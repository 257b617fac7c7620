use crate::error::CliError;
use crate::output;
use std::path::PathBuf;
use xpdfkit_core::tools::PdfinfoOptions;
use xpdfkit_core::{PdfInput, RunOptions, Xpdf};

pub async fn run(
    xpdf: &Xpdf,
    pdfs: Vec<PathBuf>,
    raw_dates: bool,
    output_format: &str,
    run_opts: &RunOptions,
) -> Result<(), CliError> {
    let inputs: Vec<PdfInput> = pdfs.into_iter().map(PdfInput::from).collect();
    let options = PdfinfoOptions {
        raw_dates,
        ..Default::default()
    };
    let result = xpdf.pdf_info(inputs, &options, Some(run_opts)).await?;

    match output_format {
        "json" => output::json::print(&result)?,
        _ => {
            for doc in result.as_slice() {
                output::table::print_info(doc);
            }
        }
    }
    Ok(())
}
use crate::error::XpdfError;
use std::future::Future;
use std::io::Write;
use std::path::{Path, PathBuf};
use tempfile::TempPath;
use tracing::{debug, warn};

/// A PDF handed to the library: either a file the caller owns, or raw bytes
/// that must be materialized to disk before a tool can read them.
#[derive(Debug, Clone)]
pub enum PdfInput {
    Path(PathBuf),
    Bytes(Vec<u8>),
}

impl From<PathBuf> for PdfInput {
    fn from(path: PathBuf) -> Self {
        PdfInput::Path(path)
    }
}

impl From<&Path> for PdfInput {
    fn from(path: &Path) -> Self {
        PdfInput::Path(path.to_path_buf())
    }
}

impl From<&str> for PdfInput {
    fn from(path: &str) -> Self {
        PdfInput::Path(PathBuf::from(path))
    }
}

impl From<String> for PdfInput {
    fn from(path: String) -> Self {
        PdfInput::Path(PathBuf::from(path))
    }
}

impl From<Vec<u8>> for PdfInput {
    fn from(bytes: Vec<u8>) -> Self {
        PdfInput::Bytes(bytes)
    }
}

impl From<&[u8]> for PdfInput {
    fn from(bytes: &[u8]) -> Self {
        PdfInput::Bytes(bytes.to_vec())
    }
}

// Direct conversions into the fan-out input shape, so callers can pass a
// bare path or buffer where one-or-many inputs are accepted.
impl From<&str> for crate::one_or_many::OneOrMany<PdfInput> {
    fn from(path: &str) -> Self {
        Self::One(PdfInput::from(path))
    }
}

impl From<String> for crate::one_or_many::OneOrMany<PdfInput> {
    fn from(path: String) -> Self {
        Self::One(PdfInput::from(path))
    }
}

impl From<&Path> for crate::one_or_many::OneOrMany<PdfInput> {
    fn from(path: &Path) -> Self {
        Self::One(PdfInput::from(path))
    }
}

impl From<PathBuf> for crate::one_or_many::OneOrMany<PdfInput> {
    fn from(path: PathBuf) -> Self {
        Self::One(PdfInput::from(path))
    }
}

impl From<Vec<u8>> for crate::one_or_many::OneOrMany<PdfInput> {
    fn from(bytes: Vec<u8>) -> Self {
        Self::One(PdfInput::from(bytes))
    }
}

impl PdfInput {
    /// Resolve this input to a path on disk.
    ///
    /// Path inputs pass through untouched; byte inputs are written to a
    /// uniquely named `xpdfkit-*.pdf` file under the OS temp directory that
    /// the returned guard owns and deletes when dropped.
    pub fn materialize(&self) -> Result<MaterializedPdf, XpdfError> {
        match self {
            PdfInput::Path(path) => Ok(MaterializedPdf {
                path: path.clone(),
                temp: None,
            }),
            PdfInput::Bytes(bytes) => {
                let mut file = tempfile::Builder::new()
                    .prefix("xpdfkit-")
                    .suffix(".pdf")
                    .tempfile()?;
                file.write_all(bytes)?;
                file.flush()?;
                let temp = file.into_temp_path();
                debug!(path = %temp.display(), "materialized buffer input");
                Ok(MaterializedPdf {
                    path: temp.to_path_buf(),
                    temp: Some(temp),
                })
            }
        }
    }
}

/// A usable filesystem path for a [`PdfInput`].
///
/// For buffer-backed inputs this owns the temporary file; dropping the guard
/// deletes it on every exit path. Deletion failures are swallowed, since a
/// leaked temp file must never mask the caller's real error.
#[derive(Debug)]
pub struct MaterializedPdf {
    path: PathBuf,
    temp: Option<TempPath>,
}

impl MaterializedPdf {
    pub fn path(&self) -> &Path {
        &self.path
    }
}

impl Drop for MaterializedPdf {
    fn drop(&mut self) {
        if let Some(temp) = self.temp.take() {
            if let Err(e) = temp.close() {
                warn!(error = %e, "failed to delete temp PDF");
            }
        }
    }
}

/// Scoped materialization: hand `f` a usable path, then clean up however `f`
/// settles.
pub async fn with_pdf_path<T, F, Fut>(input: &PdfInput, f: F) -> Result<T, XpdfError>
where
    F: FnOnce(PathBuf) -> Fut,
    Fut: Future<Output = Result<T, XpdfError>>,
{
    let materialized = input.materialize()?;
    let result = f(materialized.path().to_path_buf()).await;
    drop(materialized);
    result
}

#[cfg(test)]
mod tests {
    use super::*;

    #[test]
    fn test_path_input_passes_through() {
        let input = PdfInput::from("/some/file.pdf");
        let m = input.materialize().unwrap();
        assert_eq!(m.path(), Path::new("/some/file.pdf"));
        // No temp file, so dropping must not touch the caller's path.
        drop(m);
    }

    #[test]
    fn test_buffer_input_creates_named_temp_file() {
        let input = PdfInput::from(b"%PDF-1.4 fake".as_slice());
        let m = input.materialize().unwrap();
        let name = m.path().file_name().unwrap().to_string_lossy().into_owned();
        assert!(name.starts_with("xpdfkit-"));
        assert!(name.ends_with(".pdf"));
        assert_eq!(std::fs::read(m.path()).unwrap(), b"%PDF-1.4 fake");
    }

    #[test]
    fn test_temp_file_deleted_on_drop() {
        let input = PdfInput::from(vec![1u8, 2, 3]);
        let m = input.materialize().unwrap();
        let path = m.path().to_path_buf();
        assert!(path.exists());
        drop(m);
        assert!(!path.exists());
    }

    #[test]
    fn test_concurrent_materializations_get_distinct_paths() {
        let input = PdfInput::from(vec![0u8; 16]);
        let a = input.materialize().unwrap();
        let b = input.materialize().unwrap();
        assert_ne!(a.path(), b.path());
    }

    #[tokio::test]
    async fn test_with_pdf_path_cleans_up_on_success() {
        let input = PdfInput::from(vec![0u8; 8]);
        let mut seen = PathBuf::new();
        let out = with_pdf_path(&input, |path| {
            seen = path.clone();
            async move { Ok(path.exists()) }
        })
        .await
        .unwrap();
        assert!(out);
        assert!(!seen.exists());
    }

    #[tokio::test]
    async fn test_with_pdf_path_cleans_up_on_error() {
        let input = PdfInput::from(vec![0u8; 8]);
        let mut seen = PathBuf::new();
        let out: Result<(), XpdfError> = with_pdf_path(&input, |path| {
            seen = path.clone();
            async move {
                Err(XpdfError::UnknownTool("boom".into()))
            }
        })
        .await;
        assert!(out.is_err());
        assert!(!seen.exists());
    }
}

★ ★ ★

**Requirement**
Restate the records above word for word, omitting nothing.

**Task result**
repository 257b617fac7c7620
use crate::error::CliError;
use crate::output;
use std::path::PathBuf;
use xpdfkit_core::tools::PdfinfoOptions;
use xpdfkit_core::{PdfInput, RunOptions, Xpdf};

pub async fn run(
    xpdf: &Xpdf,
    pdfs: Vec<PathBuf>,
    raw_dates: bool,
    output_format: &str,
    run_opts: &RunOptions,
) -> Result<(), CliError> {
    let inputs: Vec<PdfInput> = pdfs.into_iter().map(PdfInput::from).collect();
    let options = PdfinfoOptions {
        raw_dates,
        ..Default::default()
    };
    let result = xpdf.pdf_info(inputs, &options, Some(run_opts)).await?;

    match output_format {
        "json" => output::json::print(&result)?,
        _ => {
            for doc in result.as_slice() {
                output::table::print_info(doc);
            }
        }
    }
    Ok(())
}
use crate::error::XpdfError;
use std::future::Future;
use std::io::Write;
use std::path::{Path, PathBuf};
use tempfile::TempPath;
use tracing::{debug, warn};

/// A PDF handed to the library: either a file the caller owns, or raw bytes
/// that must be materialized to disk before a tool can read them.
#[derive(Debug, Clone)]
pub enum PdfInput {
    Path(PathBuf),
    Bytes(Vec<u8>),
}

impl From<PathBuf> for PdfInput {
    fn from(path: PathBuf) -> Self {
        PdfInput::Path(path)
    }
}

impl From<&Path> for PdfInput {
    fn from(path: &Path) -> Self {
        PdfInput::Path(path.to_path_buf())
    }
}

impl From<&str> for PdfInput {
    fn from(path: &str) -> Self {
        PdfInput::Path(PathBuf::from(path))
    }
}

impl From<String> for PdfInput {
    fn from(path: String) -> Self {
        PdfInput::Path(PathBuf::from(path))
    }
}

impl From<Vec<u8>> for PdfInput {
    fn from(bytes: Vec<u8>) -> Self {
        PdfInput::Bytes(bytes)
    }
}

impl From<&[u8]> for PdfInput {
    fn from(bytes: &[u8]) -> Self {
        PdfInput::Bytes(bytes.to_vec())
    }
}

// Direct conversions into the fan-out input shape, so callers can pass a
// bare path or buffer where one-or-many inputs are accepted.
impl From<&str> for crate::one_or_many::OneOrMany<PdfInput> {
    fn from(path: &str) -> Self {
        Self::One(PdfInput::from(path))
    }
}

impl From<String> for crate::one_or_many::OneOrMany<PdfInput> {
    fn from(path: String) -> Self {
        Self::One(PdfInput::from(path))
    }
}

impl From<&Path> for crate::one_or_many::OneOrMany<PdfInput> {
    fn from(path: &Path) -> Self {
        Self::One(PdfInput::from(path))
    }
}

impl From<PathBuf> for crate::one_or_many::OneOrMany<PdfInput> {
    fn from(path: PathBuf) -> Self {
        Self::One(PdfInput::from(path))
    }
}

impl From<Vec<u8>> for crate::one_or_many::OneOrMany<PdfInput> {
    fn from(bytes: Vec<u8>) -> Self {
        Self::One(PdfInput::from(bytes))
    }
}

impl PdfInput {
    /// Resolve this input to a path on disk.
    ///
    /// Path inputs pass through untouched; byte inputs are written to a
    /// uniquely named `xpdfkit-*.pdf` file under the OS temp directory that
    /// the returned guard owns and deletes when dropped.
    pub fn materialize(&self) -> Result<MaterializedPdf, XpdfError> {
        match self {
            PdfInput::Path(path) => Ok(MaterializedPdf {
                path: path.clone(),
                temp: None,
            }),
            PdfInput::Bytes(bytes) => {
                let mut file = tempfile::Builder::new()
                    .prefix("xpdfkit-")
                    .suffix(".pdf")
                    .tempfile()?;
                file.write_all(bytes)?;
                file.flush()?;
                let temp = file.into_temp_path();
                debug!(path = %temp.display(), "materialized buffer input");
                Ok(MaterializedPdf {
                    path: temp.to_path_buf(),
                    temp: Some(temp),
                })
            }
        }
    }
}

/// A usable filesystem path for a [`PdfInput`].
///
/// For buffer-backed inputs this owns the temporary file; dropping the guard
/// deletes it on every exit path. Deletion failures are swallowed, since a
/// leaked temp file must never mask the caller's real error.
#[derive(Debug)]
pub struct MaterializedPdf {
    path: PathBuf,
    temp: Option<TempPath>,
}

impl MaterializedPdf {
    pub fn path(&self) -> &Path {
        &self.path
    }
}

impl Drop for MaterializedPdf {
    fn drop(&mut self) {
        if let Some(temp) = self.temp.take() {
            if let Err(e) = temp.close() {
                warn!(error = %e, "failed to delete temp PDF");
            }
        }
    }
}

/// Scoped materialization: hand `f` a usable path, then clean up however `f`
/// settles.
pub async fn with_pdf_path<T, F, Fut>(input: &PdfInput, f: F) -> Result<T, XpdfError>
where
    F: FnOnce(PathBuf) -> Fut,
    Fut: Future<Output = Result<T, XpdfError>>,
{
    let materialized = input.materialize()?;
    let result = f(materialized.path().to_path_buf()).await;
    drop(materialized);
    result
}

#[cfg(test)]
mod tests {
    use super::*;

    #[test]
    fn test_path_input_passes_through() {
        let input = PdfInput::from("/some/file.pdf");
        let m = input.materialize().unwrap();
        assert_eq!(m.path(), Path::new("/some/file.pdf"));
        // No temp file, so dropping must not touch the caller's path.
        drop(m);
    }

    #[test]
    fn test_buffer_input_creates_named_temp_file() {
        let input = PdfInput::from(b"%PDF-1.4 fake".as_slice());
        let m = input.materialize().unwrap();
        let name = m.path().file_name().unwrap().to_string_lossy().into_owned();
        assert!(name.starts_with("xpdfkit-"));
        assert!(name.ends_with(".pdf"));
        assert_eq!(std::fs::read(m.path()).unwrap(), b"%PDF-1.4 fake");
    }

    #[test]
    fn test_temp_file_deleted_on_drop() {
        let input = PdfInput::from(vec![1u8, 2, 3]);
        let m = input.materialize().unwrap();
        let path = m.path().to_path_buf();
        assert!(path.exists());
        drop(m);
        assert!(!path.exists());
    }

    #[test]
    fn test_concurrent_materializations_get_distinct_paths() {
        let input = PdfInput::from(vec![0u8; 16]);
        let a = input.materialize().unwrap();
        let b = input.materialize().unwrap();
        assert_ne!(a.path(), b.path());
    }

    #[tokio::test]
    async fn test_with_pdf_path_cleans_up_on_success() {
        let input = PdfInput::from(vec![0u8; 8]);
        let mut seen = PathBuf::new();
        let out = with_pdf_path(&input, |path| {
            seen = path.clone();
            async move { Ok(path.exists()) }
        })
        .await
        .unwrap();
        assert!(out);
        assert!(!seen.exists());
    }

    #[tokio::test]
    async fn test_with_pdf_path_cleans_up_on_error() {
        let input = PdfInput::from(vec![0u8; 8]);
        let mut seen = PathBuf::new();
        let out: Result<(), XpdfError> = with_pdf_path(&input, |path| {
            seen = path.clone();
            async move {
                Err(XpdfError::UnknownTool("boom".into()))
            }
        })
        .await;
        assert!(out.is_err());
        assert!(!seen.exists());
    }
}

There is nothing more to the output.